■ ABOUT THIS TASK:
Among the lines below, a stretch begins at the one with "a substation never" and ends at the one with "handling per substation". Repeat that stretch exactly, ends included.

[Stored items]
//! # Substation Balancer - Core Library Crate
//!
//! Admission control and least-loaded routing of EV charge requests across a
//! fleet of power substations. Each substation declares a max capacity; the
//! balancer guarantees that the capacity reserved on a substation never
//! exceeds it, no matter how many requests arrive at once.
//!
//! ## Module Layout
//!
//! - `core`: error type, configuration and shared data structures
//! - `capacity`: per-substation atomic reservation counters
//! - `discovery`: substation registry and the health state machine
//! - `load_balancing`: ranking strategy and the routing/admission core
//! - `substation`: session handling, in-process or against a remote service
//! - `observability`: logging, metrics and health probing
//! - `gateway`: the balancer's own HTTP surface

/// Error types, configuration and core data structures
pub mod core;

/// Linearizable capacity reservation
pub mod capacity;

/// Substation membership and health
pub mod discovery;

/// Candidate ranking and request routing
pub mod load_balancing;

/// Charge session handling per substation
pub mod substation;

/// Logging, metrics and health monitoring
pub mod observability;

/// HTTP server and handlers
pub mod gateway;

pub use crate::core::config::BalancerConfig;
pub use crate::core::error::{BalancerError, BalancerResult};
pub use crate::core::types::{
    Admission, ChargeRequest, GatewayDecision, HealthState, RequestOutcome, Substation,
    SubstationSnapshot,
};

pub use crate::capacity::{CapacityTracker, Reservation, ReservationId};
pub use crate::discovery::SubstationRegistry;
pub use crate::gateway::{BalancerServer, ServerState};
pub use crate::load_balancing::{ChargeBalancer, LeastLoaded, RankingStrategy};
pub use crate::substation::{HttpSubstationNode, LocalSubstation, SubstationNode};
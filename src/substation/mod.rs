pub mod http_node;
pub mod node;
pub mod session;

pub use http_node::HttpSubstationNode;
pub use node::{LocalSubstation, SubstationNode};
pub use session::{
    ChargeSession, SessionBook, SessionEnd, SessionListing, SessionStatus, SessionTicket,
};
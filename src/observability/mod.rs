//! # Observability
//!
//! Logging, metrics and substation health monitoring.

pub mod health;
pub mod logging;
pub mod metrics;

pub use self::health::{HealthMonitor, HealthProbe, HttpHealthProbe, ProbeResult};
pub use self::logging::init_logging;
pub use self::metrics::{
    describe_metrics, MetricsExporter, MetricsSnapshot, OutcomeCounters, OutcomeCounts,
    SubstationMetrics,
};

==

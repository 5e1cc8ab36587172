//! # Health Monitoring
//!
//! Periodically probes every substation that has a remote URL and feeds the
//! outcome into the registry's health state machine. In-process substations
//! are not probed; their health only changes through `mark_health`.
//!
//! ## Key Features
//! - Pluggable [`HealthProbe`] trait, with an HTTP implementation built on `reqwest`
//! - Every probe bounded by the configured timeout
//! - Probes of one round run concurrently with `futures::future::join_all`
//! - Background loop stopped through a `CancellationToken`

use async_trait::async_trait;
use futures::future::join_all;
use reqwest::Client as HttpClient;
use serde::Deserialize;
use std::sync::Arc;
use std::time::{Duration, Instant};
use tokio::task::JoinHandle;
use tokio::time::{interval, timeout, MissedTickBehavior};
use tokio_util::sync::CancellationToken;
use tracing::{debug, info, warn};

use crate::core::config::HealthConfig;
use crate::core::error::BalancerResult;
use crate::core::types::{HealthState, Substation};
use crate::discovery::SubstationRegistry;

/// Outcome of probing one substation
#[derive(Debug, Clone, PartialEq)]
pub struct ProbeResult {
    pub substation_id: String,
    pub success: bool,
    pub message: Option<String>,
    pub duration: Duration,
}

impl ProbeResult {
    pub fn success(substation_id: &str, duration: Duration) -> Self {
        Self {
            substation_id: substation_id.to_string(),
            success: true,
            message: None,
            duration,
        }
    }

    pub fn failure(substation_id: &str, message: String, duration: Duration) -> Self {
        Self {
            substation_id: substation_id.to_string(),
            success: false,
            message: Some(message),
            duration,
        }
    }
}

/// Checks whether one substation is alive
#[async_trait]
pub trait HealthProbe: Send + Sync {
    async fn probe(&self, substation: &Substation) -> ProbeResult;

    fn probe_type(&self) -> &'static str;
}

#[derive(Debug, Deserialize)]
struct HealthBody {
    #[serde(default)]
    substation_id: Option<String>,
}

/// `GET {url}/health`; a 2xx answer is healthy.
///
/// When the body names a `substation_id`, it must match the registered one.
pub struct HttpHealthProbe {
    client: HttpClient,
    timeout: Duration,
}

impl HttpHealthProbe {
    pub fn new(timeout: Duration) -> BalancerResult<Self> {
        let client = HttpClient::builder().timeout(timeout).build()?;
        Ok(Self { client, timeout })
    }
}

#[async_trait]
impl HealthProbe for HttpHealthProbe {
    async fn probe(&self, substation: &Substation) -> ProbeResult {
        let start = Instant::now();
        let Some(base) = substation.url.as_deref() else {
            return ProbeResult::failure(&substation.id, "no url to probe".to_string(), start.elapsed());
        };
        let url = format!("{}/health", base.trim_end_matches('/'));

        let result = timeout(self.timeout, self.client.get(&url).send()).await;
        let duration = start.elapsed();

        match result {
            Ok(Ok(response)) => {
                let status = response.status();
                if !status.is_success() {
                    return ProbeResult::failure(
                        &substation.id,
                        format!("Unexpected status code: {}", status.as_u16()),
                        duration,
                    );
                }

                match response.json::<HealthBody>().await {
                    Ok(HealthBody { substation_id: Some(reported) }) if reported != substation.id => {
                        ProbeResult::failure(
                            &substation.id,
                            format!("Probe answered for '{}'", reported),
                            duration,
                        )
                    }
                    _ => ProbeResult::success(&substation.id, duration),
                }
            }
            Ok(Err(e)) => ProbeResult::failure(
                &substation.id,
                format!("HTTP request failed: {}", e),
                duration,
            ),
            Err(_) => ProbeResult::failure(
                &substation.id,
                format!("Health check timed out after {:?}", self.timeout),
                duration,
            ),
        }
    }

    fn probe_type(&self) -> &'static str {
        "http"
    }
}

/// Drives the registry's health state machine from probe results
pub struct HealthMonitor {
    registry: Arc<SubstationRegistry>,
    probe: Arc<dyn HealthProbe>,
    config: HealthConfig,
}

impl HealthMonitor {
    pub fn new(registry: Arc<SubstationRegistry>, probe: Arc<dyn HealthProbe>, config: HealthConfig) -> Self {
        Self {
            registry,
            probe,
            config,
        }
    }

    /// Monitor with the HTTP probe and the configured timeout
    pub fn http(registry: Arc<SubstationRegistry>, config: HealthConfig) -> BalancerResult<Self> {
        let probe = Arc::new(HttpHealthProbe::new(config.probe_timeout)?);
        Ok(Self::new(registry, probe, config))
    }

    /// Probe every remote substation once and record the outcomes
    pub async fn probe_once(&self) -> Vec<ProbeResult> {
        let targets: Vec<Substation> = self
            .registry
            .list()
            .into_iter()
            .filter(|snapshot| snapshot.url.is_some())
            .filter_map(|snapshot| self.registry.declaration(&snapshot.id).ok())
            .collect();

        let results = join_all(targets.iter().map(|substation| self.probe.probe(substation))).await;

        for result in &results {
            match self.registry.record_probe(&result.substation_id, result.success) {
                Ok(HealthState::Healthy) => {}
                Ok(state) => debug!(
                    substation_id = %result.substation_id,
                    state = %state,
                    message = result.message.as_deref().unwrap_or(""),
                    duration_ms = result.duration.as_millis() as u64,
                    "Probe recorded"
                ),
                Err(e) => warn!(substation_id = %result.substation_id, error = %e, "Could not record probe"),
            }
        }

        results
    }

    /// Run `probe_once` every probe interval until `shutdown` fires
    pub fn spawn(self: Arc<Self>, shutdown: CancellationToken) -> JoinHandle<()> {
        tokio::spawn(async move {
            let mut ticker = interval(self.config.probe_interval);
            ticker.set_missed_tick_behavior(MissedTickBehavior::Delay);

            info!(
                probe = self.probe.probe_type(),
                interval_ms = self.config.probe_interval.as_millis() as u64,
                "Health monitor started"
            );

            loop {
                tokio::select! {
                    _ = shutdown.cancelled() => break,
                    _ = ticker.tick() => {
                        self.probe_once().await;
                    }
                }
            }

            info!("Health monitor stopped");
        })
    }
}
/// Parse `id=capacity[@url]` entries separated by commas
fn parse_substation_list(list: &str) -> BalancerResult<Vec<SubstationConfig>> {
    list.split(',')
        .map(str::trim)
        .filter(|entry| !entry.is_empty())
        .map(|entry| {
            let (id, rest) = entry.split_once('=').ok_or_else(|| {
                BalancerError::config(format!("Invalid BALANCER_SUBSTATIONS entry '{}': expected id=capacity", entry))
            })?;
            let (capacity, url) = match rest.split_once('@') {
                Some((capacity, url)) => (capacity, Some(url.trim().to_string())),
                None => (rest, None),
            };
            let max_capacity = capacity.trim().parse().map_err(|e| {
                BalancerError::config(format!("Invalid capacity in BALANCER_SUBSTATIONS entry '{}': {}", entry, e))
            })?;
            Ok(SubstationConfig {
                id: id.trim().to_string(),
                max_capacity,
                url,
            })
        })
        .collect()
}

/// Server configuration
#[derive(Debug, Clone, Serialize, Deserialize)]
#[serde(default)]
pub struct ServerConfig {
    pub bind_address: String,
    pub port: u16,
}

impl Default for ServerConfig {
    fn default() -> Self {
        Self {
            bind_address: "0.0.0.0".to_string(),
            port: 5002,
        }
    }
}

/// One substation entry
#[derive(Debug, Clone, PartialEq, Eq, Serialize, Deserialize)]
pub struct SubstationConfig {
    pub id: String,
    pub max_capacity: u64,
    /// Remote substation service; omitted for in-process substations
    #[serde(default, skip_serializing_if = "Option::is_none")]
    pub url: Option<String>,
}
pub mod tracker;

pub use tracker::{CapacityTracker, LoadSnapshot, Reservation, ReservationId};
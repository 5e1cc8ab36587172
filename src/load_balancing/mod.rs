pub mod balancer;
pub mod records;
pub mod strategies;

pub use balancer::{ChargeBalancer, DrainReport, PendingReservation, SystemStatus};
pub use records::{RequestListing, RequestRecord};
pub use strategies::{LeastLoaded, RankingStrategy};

---

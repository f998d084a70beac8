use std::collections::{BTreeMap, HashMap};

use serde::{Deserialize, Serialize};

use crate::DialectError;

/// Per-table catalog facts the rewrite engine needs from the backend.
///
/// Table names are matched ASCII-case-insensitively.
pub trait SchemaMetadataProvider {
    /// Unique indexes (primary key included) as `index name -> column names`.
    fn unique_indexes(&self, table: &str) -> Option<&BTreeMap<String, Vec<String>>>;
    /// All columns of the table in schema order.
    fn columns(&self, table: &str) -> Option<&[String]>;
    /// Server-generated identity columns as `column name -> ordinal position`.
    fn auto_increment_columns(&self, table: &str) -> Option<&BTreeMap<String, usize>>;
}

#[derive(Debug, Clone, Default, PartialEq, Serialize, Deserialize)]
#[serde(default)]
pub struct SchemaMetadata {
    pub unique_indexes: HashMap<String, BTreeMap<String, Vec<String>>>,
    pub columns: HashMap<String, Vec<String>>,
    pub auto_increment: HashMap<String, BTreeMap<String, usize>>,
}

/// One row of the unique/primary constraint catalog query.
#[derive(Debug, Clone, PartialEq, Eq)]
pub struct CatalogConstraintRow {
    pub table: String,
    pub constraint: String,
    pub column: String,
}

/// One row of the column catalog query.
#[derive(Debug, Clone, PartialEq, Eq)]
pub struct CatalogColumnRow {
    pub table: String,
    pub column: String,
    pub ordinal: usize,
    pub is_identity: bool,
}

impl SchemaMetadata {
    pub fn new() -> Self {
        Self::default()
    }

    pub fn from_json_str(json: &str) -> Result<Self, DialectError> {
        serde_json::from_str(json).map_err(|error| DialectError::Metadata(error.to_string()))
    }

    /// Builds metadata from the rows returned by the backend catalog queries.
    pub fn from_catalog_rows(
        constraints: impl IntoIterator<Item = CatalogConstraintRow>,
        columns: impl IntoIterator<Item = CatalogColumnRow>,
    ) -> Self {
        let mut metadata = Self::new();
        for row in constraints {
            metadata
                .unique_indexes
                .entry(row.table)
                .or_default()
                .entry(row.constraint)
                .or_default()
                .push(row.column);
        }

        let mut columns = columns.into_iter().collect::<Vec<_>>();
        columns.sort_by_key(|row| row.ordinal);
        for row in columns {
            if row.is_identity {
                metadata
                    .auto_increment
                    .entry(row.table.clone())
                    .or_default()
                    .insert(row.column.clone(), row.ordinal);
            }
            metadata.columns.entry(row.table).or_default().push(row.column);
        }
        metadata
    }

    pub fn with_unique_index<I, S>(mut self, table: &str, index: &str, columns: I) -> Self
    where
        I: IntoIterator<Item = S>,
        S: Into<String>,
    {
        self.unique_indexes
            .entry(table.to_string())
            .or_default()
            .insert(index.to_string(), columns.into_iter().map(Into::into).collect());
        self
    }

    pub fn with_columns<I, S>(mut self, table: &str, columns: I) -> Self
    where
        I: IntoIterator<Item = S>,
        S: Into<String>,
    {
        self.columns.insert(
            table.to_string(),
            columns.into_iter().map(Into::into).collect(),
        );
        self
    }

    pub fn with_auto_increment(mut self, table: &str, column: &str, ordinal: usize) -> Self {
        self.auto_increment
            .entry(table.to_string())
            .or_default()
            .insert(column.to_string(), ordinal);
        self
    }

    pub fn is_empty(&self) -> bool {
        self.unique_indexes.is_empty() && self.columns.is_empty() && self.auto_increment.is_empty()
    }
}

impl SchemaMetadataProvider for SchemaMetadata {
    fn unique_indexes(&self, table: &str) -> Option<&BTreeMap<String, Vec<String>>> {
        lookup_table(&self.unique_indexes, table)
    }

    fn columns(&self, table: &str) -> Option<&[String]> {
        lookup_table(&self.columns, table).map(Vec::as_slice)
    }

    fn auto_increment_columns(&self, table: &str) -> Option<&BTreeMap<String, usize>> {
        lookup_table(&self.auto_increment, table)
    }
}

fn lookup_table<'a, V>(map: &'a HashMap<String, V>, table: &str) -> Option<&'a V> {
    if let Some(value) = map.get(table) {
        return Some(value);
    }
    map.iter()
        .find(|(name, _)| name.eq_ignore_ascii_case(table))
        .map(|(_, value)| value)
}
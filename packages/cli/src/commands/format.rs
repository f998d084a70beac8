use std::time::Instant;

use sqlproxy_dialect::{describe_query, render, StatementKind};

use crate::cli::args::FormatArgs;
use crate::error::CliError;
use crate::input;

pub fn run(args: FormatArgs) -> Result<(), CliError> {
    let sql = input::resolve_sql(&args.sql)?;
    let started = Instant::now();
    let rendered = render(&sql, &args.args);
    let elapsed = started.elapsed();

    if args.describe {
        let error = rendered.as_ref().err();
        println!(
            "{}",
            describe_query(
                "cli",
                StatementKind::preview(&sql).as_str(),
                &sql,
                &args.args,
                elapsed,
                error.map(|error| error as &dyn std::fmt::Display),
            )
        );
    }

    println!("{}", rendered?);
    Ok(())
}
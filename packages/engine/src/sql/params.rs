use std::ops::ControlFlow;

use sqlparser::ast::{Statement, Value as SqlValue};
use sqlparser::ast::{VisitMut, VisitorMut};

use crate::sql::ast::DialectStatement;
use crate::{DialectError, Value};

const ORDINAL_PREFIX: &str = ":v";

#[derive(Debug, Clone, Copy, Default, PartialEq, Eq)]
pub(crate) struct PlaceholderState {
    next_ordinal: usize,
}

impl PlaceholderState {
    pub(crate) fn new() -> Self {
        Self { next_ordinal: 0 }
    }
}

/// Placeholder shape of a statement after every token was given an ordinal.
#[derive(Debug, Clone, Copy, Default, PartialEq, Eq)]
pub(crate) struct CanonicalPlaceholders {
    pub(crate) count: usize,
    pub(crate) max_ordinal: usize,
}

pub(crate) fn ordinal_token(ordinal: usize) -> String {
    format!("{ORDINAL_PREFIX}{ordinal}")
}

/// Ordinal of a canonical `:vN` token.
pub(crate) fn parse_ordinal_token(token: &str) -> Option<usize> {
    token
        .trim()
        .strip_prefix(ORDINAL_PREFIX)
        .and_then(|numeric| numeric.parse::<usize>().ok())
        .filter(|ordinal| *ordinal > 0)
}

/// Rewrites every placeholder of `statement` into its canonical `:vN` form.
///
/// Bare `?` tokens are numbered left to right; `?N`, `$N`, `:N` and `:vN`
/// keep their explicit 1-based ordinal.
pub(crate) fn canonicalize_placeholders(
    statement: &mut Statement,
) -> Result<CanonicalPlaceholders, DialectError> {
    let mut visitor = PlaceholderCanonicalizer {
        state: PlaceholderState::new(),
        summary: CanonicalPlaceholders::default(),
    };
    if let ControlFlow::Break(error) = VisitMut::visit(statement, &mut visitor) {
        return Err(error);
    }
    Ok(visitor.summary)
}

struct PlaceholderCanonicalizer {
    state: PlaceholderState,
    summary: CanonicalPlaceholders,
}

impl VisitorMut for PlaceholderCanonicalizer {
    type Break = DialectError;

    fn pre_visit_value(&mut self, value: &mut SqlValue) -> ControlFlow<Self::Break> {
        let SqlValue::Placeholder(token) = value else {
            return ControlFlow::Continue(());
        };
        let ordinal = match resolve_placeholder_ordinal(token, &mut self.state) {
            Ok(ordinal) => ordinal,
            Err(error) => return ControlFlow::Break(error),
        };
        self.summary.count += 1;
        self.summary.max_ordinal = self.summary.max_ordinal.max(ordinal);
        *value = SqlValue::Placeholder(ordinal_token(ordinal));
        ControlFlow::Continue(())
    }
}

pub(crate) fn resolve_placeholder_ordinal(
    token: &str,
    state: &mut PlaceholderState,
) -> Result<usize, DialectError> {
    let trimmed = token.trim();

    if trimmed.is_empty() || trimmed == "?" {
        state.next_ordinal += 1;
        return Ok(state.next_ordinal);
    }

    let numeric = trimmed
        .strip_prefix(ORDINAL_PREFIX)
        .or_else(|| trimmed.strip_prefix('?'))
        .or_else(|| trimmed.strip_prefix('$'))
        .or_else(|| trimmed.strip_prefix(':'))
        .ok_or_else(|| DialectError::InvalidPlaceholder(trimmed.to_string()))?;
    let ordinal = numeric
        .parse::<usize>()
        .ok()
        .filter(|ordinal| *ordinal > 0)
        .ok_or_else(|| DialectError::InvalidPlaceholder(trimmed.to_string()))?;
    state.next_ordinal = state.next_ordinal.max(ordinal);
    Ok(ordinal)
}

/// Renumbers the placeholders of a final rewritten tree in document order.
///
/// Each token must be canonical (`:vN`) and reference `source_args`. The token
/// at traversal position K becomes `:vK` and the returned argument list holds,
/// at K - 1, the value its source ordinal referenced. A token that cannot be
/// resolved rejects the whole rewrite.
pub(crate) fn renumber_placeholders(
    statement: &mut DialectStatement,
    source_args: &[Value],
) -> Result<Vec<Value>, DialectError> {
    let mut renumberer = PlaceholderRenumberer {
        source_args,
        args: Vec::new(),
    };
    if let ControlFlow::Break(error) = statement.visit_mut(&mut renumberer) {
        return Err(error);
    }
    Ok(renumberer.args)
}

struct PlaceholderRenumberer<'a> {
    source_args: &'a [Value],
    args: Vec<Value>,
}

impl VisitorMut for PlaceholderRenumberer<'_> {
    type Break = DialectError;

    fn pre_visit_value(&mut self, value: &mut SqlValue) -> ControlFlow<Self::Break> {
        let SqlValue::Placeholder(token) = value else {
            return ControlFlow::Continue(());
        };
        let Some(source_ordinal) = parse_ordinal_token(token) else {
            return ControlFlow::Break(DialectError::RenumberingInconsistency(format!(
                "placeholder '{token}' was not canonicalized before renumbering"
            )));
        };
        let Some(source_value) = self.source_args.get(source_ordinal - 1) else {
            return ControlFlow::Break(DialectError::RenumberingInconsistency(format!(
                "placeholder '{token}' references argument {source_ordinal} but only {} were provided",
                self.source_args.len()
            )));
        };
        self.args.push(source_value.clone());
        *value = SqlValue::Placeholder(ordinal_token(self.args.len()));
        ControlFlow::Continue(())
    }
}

■ SOLUTION FOR THIS PROBLEM:
//! balancer guarantees that the capacity reserved on a substation never
//! exceeds it, no matter how many requests arrive at once.
//!
//! ## Module Layout
//!
//! - `core`: error type, configuration and shared data structures
//! - `capacity`: per-substation atomic reservation counters
//! - `discovery`: substation registry and the health state machine
//! - `load_balancing`: ranking strategy and the routing/admission core
//! - `substation`: session handling, in-process or against a remote service
//! - `observability`: logging, metrics and health probing
//! - `gateway`: the balancer's own HTTP surface

/// Error types, configuration and core data structures
pub mod core;

/// Linearizable capacity reservation
pub mod capacity;

/// Substation membership and health
pub mod discovery;

/// Candidate ranking and request routing
pub mod load_balancing;

/// Charge session handling per substation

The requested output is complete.